IL NONNO RACCONTA

Gli anziani autentica fonte della tradizione e dell’identità di un popolo

Il nonno racconta

Dall’età di 10 anni  ho iniziato a lavorare in campagna…… le famiglie allora erano numerose e, soprattutto, in quelle più bisognose lavoravano le donne e anche i bambini. “Il lavoro era costante nella vita dei fanciulli: fin dai 7 – 8 anni venivano utilizzati per custodire e condurre al pascolo animali, raccogliere erbe e frutti, all’età di 10 – 12 anni cominciavano ad aiutare nei lavori dei campi in mansioni di completamento a quelle degli adulti, dopo i 12 anni iniziavano ad arare e a zappare, finchè  raggiunti i 15 anni partecipavano a tutte le operazioni campestri. Strettamente collegata con la necessità del lavoro dei fanciulli era la diffusa evasione dell’obbligo scolastico; per molti di essi la scuola era un lusso che non potevano permettersi.

Circolavano pochi soldi e il salario giornaliero era a stento sufficiente per una famiglia con molte bocche da sfamare. Alcune donne trovavano lavoro come domestiche nelle case dei ricchi, svolgendo un mestiere per molti versi simile a quello cui avrebbero atteso fra le mura casalinghe se non avessero avuto bisogno di cercare lavoro “andando a servizio”; venivano assunte anche come giornaliere per la panificazione, per la raccolta delle olive o per svolgere certi lavori come la zappatura, il diserbamento, la pulitura del grano durante la ventilazione sull’aia. Le donne curavano anche la prole e, secondo le stagioni, si recavano a cogliere erbe selvatiche, fichi d’India e ghiande per il maiale; portavano al fiume la biancheria da lavare, andavano loro stesse o mandavano i bambini a portare l’acqua dalla fonte; cucinavano, rammendavano, filavano, tessevano. Era un vanto della donna bolotanese essere “affainada”, saper fare tutte le faccende di casa “totus sas fainas” comprese quelle di campagna.

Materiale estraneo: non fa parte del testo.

use std::path::{Path, PathBuf};

use anyhow::{Context, Result};
use directories::ProjectDirs;
use serde::{Deserialize, Serialize};

use crate::loader::DEFAULT_SEPARATOR;
use crate::IndexKind;

/// A configuration used for loading indexes.
#[derive(Debug, Clone, PartialEq, Eq, Serialize, Deserialize)]
#[serde(default)]
pub struct Config {
    /// Kind of index to load when none is specified.
    pub kind: IndexKind,
    /// Separator between the key and value field of a line.
    pub separator: char,
}

impl Default for Config {
    fn default() -> Self {
        Self {
            kind: IndexKind::CharString,
            separator: DEFAULT_SEPARATOR,
        }
    }
}

impl Config {
    /// The per-user configuration file, `<config dir>/indexator/config.toml`
    /// on most platforms.
    pub fn default_path() -> Result<PathBuf> {
        let dirs = ProjectDirs::from("", "", "indexator")
            .context("Could not figure out the configuration directory")?;
        Ok(dirs.config_dir().join("config.toml"))
    }

    /// Load configuration from `path`, falling back to defaults if it does
    /// not exist.
    pub fn load(path: &Path) -> Result<Self> {
        if !path.exists() {
            tracing::debug!(path = ?path, "Using default configuration");
            return Ok(Self::default());
        }

        let data = std::fs::read_to_string(path)
            .with_context(|| format!("Reading {}", path.display()))?;
        Self::parse(&data).with_context(|| format!("Parsing {}", path.display()))
    }

    /// Parse configuration from a TOML document.
    pub fn parse(data: &str) -> Result<Self> {
        Ok(toml::from_str(data)?)
    }
}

Avevano anche i loro difetti: erano superstiziose, avevano un debole per il caffè, usavano spesso il tabacco da naso e, come tutte le donne, amavano le chiacchiere e i pettegolezzi.

Erano tempi duri, i pochi denari si spendevano per comprare i generi di prima necessità che non si producevano in loco, o per l’acquisto di qualche pezza di panno per confezionare i vestiti necessari alla famiglia. Durante il periodo della guerra le colture venivano abbandonate, i raccolti compromessi; molte famiglie vivevano di grosse ristrettezze, mancavano viveri e vestiario. Tutti i generi di prima necessità erano razionati e si doveva vivere con quel poco che si otteneva con la tessera fornita dal governo.

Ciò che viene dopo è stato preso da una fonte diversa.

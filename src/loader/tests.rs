use std::cell::RefCell;
use std::io::{self, BufRead, Cursor, Read};

use super::{LineError, LoadError, LoadReport, TextLoader};
use crate::reporter::Reporter;
use crate::{LookupIndex, Record};

#[derive(Default)]
struct Capture {
    skipped: RefCell<Vec<(usize, LineError)>>,
    loaded: RefCell<Vec<LoadReport>>,
}

impl Reporter for Capture {
    fn skipped(&self, line: usize, error: &LineError) {
        self.skipped.borrow_mut().push((line, error.clone()));
    }

    fn loaded(&self, report: &LoadReport) {
        self.loaded.borrow_mut().push(*report);
    }
}

const NAMES: &str = "a ; Ahmed\na ; Anatole\n\na;Anais\n  b ;   Beatrice  \n";

#[test]
fn load_names() {
    let capture = Capture::default();
    let loader = TextLoader::new().with_reporter(&capture);

    let mut index = LookupIndex::<char, String>::new();
    let report = loader.load_str(&mut index, NAMES);

    assert_eq!(
        report,
        LoadReport {
            loaded: 4,
            skipped: 0
        }
    );
    assert!(capture.skipped.borrow().is_empty());
    assert_eq!(capture.loaded.borrow().as_slice(), [report]);
    assert_eq!(index.len(), 4);

    let a = index
        .get(&'a')
        .iter()
        .map(|r| r.value().as_str())
        .collect::<Vec<_>>();
    assert_eq!(a, ["Ahmed", "Anais", "Anatole"]);

    assert!(index.delete_record(&Record::new('b', String::from("Beatrice"))));
    assert!(index.find(&'b').is_none());
    assert_eq!(index.len(), 3);
}

#[test]
fn skips_malformed_lines() {
    let capture = Capture::default();
    let loader = TextLoader::new().with_reporter(&capture);

    let input = "1 ; 10\nno separator here\nx ; 20\n3 ; y\n   \n4 ; 40 \n";

    let mut index = LookupIndex::<i32, i32>::new();
    let report = loader.load_str(&mut index, input);

    assert_eq!(report.loaded, 2);
    assert_eq!(report.skipped, 3);
    assert_eq!(index.len(), 2);
    assert_eq!(index.get(&1).len(), 1);
    assert_eq!(index.get(&4).len(), 1);

    let skipped = capture.skipped.borrow();
    assert_eq!(skipped.len(), 3);

    assert_eq!(skipped[0].0, 2);
    assert!(matches!(
        &skipped[0].1,
        LineError::MissingSeparator { separator: ';', text } if &**text == "no separator here"
    ));

    assert_eq!(skipped[1].0, 3);
    assert!(matches!(&skipped[1].1, LineError::Key(field) if field.text() == "x"));

    assert_eq!(skipped[2].0, 4);
    assert!(matches!(&skipped[2].1, LineError::Value(field) if field.text() == "y"));
}

#[test]
fn parse_line() {
    let loader = TextLoader::new();

    assert_eq!(loader.parse_line::<char, String>("   "), Ok(None));
    assert_eq!(
        loader.parse_line::<char, String>("a ; b ; c"),
        Ok(Some(Record::new('a', String::from("b ; c"))))
    );
    assert_eq!(
        loader.parse_line::<char, String>(" abc "),
        Err(LineError::MissingSeparator {
            separator: ';',
            text: "abc".into(),
        })
    );
    assert!(matches!(
        loader.parse_line::<char, String>(" ; empty key"),
        Err(LineError::Key(..))
    ));
    assert_eq!(
        loader.parse_line::<char, String>("a ;"),
        Ok(Some(Record::new('a', String::new())))
    );
}

#[test]
fn custom_separator() {
    let loader = TextLoader::new().with_separator(',');

    let mut index = LookupIndex::<i32, String>::new();
    let report = loader.load_str(&mut index, "12, Simon\n12 ; Ignored\n");

    assert_eq!(report.loaded, 1);
    assert_eq!(report.skipped, 1);
    assert_eq!(index.get(&12)[0].value(), "Simon");
}

#[test]
fn reader_skips_invalid_utf8() {
    let capture = Capture::default();
    let loader = TextLoader::new().with_reporter(&capture);

    let mut input = b"200 ; 267\r\n".to_vec();
    input.extend_from_slice(&[0xff, 0xfe, b'\n']);
    input.extend_from_slice(b"200 ; 100");

    let mut index = LookupIndex::<i32, i32>::new();
    let report = loader.load_reader(&mut index, Cursor::new(input)).unwrap();

    assert_eq!(report.loaded, 2);
    assert_eq!(report.skipped, 1);

    let values = index.get(&200).iter().map(|r| *r.value()).collect::<Vec<_>>();
    assert_eq!(values, [100, 267]);
    assert_eq!(
        capture.skipped.borrow().as_slice(),
        [(2, LineError::Encoding)]
    );
}

struct Broken;

impl Read for Broken {
    fn read(&mut self, _: &mut [u8]) -> io::Result<usize> {
        Err(io::Error::new(io::ErrorKind::Other, "broken"))
    }
}

impl BufRead for Broken {
    fn fill_buf(&mut self) -> io::Result<&[u8]> {
        Err(io::Error::new(io::ErrorKind::Other, "broken"))
    }

    fn consume(&mut self, _: usize) {}
}

#[test]
fn reader_failure() {
    let mut index = LookupIndex::<i32, i32>::new();
    let error = TextLoader::new().load_reader(&mut index, Broken).unwrap_err();

    assert!(matches!(error, LoadError::Read { line: 1, .. }));
    assert!(index.is_empty());
}

#[test]
fn missing_file() {
    let mut index = LookupIndex::<i32, i32>::new();
    let error = index
        .load_path("this/path/does/not/exist.txt")
        .unwrap_err();

    assert!(matches!(error, LoadError::Open { .. }));
    assert_eq!(
        error.to_string(),
        "Failed to open `this/path/does/not/exist.txt`"
    );
}
//! Clear-and-submit render node
//!
//! The simplest renderable: one command buffer per swapchain image that
//! transitions the acquired image, clears it to a parameterized color and
//! hands it over for presentation. Buffers are recorded once and replayed
//! until an input's generation advances past the recording, the image-array
//! identity changes, or the swapchain is recreated; only the current image's
//! buffer is re-recorded when its turn comes.

use crate::graph::{
    Node, NodeContext, NodeError, NodeResult, NodeType, NodeTypeBuilder, NodeTypeId, SlotDataType,
    SlotDesc, SlotValue,
};
use crate::vulkan::context::VulkanError;
use crate::vulkan::{CommandBufferSet, CommandPool};
use ash::vk;

/// Node clearing the acquired swapchain image and submitting the frame
#[derive(Default)]
pub struct ClearRenderNode {
    pool: Option<CommandPool>,
    buffers: Option<CommandBufferSet>,
    /// Generation of the images input each buffer was recorded against
    recorded_generations: Vec<u64>,
}

impl ClearRenderNode {
    /// Registered type id
    pub const TYPE_ID: NodeTypeId = 3;

    /// Input slot: swapchain images (dependency: identity changes recompile)
    pub const IMAGES: u32 = 0;
    /// Input slot: acquired image index
    pub const IMAGE_INDEX: u32 = 1;
    /// Input slot: current frame-in-flight index
    pub const CURRENT_FRAME_INDEX: u32 = 2;
    /// Input slot: in-flight fence to signal at submit
    pub const IN_FLIGHT_FENCE: u32 = 3;
    /// Input slot: image-available semaphores, indexed by frame
    pub const IMAGE_AVAILABLE_SEMAPHORES: u32 = 4;
    /// Input slot: render-complete semaphores, indexed by image
    pub const RENDER_COMPLETE_SEMAPHORES: u32 = 5;

    /// Output slot: frame number of the completed submission
    pub const SUBMISSION: u32 = 0;

    /// Build the node type for registration
    pub fn node_type() -> NodeType {
        NodeTypeBuilder::new(Self::TYPE_ID, "clear_render")
            .input(SlotDesc::new("images", SlotDataType::ImageArray).dependency())
            .input(SlotDesc::new("image_index", SlotDataType::U32))
            .input(SlotDesc::new("current_frame_index", SlotDataType::U32))
            .input(SlotDesc::new("in_flight_fence", SlotDataType::Fence))
            .input(SlotDesc::new(
                "image_available_semaphores",
                SlotDataType::SemaphoreArray,
            ))
            .input(SlotDesc::new(
                "render_complete_semaphores",
                SlotDataType::SemaphoreArray,
            ))
            .output(SlotDesc::new("submission", SlotDataType::U64))
            .build(Box::new(|| Box::new(Self::default())))
    }

    fn record(
        &mut self,
        ctx: &NodeContext,
        image_index: usize,
        image: vk::Image,
        clear_color: [f32; 4],
    ) -> NodeResult<()> {
        let device = ctx.device()?.device().clone();
        let buffers = self
            .buffers
            .as_mut()
            .ok_or_else(|| NodeError::Message("command buffers not allocated".into()))?;
        let command_buffer = buffers.buffer(image_index);

        let subresource = vk::ImageSubresourceRange {
            aspect_mask: vk::ImageAspectFlags::COLOR,
            base_mip_level: 0,
            level_count: 1,
            base_array_layer: 0,
            layer_count: 1,
        };
        let to_transfer = vk::ImageMemoryBarrier::builder()
            .src_access_mask(vk::AccessFlags::empty())
            .dst_access_mask(vk::AccessFlags::TRANSFER_WRITE)
            .old_layout(vk::ImageLayout::UNDEFINED)
            .new_layout(vk::ImageLayout::TRANSFER_DST_OPTIMAL)
            .src_queue_family_index(vk::QUEUE_FAMILY_IGNORED)
            .dst_queue_family_index(vk::QUEUE_FAMILY_IGNORED)
            .image(image)
            .subresource_range(subresource);
        let to_present = vk::ImageMemoryBarrier::builder()
            .src_access_mask(vk::AccessFlags::TRANSFER_WRITE)
            .dst_access_mask(vk::AccessFlags::empty())
            .old_layout(vk::ImageLayout::TRANSFER_DST_OPTIMAL)
            .new_layout(vk::ImageLayout::PRESENT_SRC_KHR)
            .src_queue_family_index(vk::QUEUE_FAMILY_IGNORED)
            .dst_queue_family_index(vk::QUEUE_FAMILY_IGNORED)
            .image(image)
            .subresource_range(subresource);
        let clear_value = vk::ClearColorValue {
            float32: clear_color,
        };

        unsafe {
            device
                .reset_command_buffer(command_buffer, vk::CommandBufferResetFlags::empty())
                .map_err(VulkanError::Api)?;
            let begin_info = vk::CommandBufferBeginInfo::builder();
            device
                .begin_command_buffer(command_buffer, &begin_info)
                .map_err(VulkanError::Api)?;
            device.cmd_pipeline_barrier(
                command_buffer,
                vk::PipelineStageFlags::TOP_OF_PIPE,
                vk::PipelineStageFlags::TRANSFER,
                vk::DependencyFlags::empty(),
                &[],
                &[],
                &[to_transfer.build()],
            );
            device.cmd_clear_color_image(
                command_buffer,
                image,
                vk::ImageLayout::TRANSFER_DST_OPTIMAL,
                &clear_value,
                &[subresource],
            );
            device.cmd_pipeline_barrier(
                command_buffer,
                vk::PipelineStageFlags::TRANSFER,
                vk::PipelineStageFlags::BOTTOM_OF_PIPE,
                vk::DependencyFlags::empty(),
                &[],
                &[],
                &[to_present.build()],
            );
            device
                .end_command_buffer(command_buffer)
                .map_err(VulkanError::Api)?;
        }
        Ok(())
    }
}

impl Node for ClearRenderNode {
    /// Allocate the per-image command buffers; everything starts dirty
    fn compile(&mut self, ctx: &mut NodeContext) -> NodeResult<()> {
        let images = ctx.input_images(Self::IMAGES)?;
        let device = ctx.device()?;

        if self.pool.is_none() {
            self.pool = Some(CommandPool::new(
                device.raw_device(),
                device.queue_family_index(),
            )?);
        }
        let pool = self
            .pool
            .as_ref()
            .ok_or_else(|| NodeError::Message("command pool not created".into()))?;
        let needs_alloc = self
            .buffers
            .as_ref()
            .map(|buffers| buffers.len() != images.len())
            .unwrap_or(true);
        if needs_alloc {
            self.buffers = Some(CommandBufferSet::allocate(pool, images.len() as u32)?);
            ctx.log().debug(format!(
                "allocated {} per-image command buffers",
                images.len()
            ));
        } else if let Some(buffers) = self.buffers.as_mut() {
            buffers.mark_all_dirty();
        }
        self.recorded_generations = vec![0; images.len()];
        Ok(())
    }

    fn execute(&mut self, ctx: &mut NodeContext) -> NodeResult<()> {
        let images = ctx.input_images(Self::IMAGES)?;
        let image_index = ctx.input_u32(Self::IMAGE_INDEX)? as usize;
        let frame_index = ctx.input_u32(Self::CURRENT_FRAME_INDEX)? as usize;
        let in_flight_fence = ctx.input_fence(Self::IN_FLIGHT_FENCE)?;
        let image_available = ctx.input_semaphores(Self::IMAGE_AVAILABLE_SEMAPHORES)?;
        let render_complete = ctx.input_semaphores(Self::RENDER_COMPLETE_SEMAPHORES)?;
        let clear_color = ctx.param_vec4_or("clear_color", [0.0, 0.0, 0.0, 1.0]);

        let image = *images
            .get(image_index)
            .ok_or_else(|| NodeError::Message("image index out of range".into()))?;
        let images_generation = ctx.input_generation(Self::IMAGES, 0).unwrap_or(0);

        // Replay is only safe while the recording still matches the inputs'
        // generations; otherwise this image's buffer is re-recorded now and
        // the other images keep replaying until their turn.
        let dirty = self
            .buffers
            .as_ref()
            .map(|buffers| buffers.is_dirty(image_index))
            .unwrap_or(true)
            || self.recorded_generations.get(image_index).copied() != Some(images_generation);
        if dirty {
            self.record(ctx, image_index, image, clear_color)?;
            if let Some(buffers) = self.buffers.as_mut() {
                buffers.clear_dirty(image_index);
            }
            if let Some(slot) = self.recorded_generations.get_mut(image_index) {
                *slot = images_generation;
            }
        }

        let buffers = self
            .buffers
            .as_ref()
            .ok_or_else(|| NodeError::Message("command buffers not allocated".into()))?;
        let command_buffer = buffers.buffer(image_index);
        let device = ctx.device()?;

        let wait_semaphores = [*image_available
            .get(frame_index)
            .ok_or_else(|| NodeError::Message("frame index out of semaphore range".into()))?];
        let signal_semaphores = [*render_complete
            .get(image_index)
            .ok_or_else(|| NodeError::Message("image index out of semaphore range".into()))?];
        let command_buffers = [command_buffer];
        let wait_stages = [vk::PipelineStageFlags::TRANSFER];
        let submit_info = vk::SubmitInfo::builder()
            .wait_semaphores(&wait_semaphores)
            .wait_dst_stage_mask(&wait_stages)
            .command_buffers(&command_buffers)
            .signal_semaphores(&signal_semaphores);

        unsafe {
            // Reset only now: a fence reset earlier than its submit would
            // deadlock the frame ring on frames that never submit
            device
                .device()
                .reset_fences(&[in_flight_fence])
                .map_err(VulkanError::Api)?;
            device
                .device()
                .queue_submit(
                    device.graphics_queue(),
                    &[submit_info.build()],
                    in_flight_fence,
                )
                .map_err(|code| VulkanError::Op {
                    operation: "vkQueueSubmit",
                    code,
                })?;
        }

        ctx.publish(Self::SUBMISSION, SlotValue::U64(ctx.frame_number()))?;
        Ok(())
    }

    fn cleanup(&mut self, ctx: &mut NodeContext) {
        ctx.log().debug("releasing command buffers");
        // Buffers are owned by the pool; dropping the pool frees them
        self.buffers = None;
        self.pool = None;
        self.recorded_generations.clear();
    }
}

#[cfg(test)]
mod tests {
    use super::*;
    use crate::graph::SlotRole;

    #[test]
    fn test_images_input_is_a_dependency() {
        let ty = ClearRenderNode::node_type();
        assert_eq!(
            ty.input_schema()[ClearRenderNode::IMAGES as usize].role,
            SlotRole::Dependency
        );
        // Everything else is consumed at execute time only
        assert_eq!(
            ty.input_schema()[ClearRenderNode::IMAGE_INDEX as usize].role,
            SlotRole::Execute
        );
    }

    #[test]
    fn test_schema_shape() {
        let ty = ClearRenderNode::node_type();
        assert_eq!(ty.input_count(), 6);
        assert_eq!(ty.output_count(), 1);
        assert_eq!(
            ty.output_schema()[ClearRenderNode::SUBMISSION as usize].data_type,
            SlotDataType::U64
        );
    }
}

Ogni famiglia in base al numero dei componenti ritirava la sua porzione di grano, pane, latte, carne, olio,  tabacco, carbone……

Per non commettere illegalità due carabinieri stavano sempre di guardia al mulino o al frantoio. In tempi normali ogni famiglia faceva la raccolta del grano e dell’orzo necessaria alla preparazione del pane, della pasta e dei dolci.

Molte famiglie inoltre possedevano animali da cortile: era rara la famiglia dove non si allevavano il maiale, le galline, la capra.

Curiosità

Ogni famiglia, per poter avere giornalmente il latte fresco, possedeva una o più capre. Esse dormivano nelle stalle o nei cortili attigui alle case. Ogni mattina la padrona di casa o i figli accompagnavano le bestie al recinto pubblico, “sa mandra”, che si trovava alla periferia del paese, dove c’era il pastore ad attenderle. Quando le capre erano radunate, le conduceva al pascolo per tutta la giornata e le riportava in paese all’imbrunire, al suono dell’ Ave Maria. La sera ogni capra tornava nella propria casa senza guida. “Il ricordo dell’antico lavoro del contadino e dell’uso faticoso di tecniche e di strumenti tradizionali è ancora ben vivo nella nostra cultura.”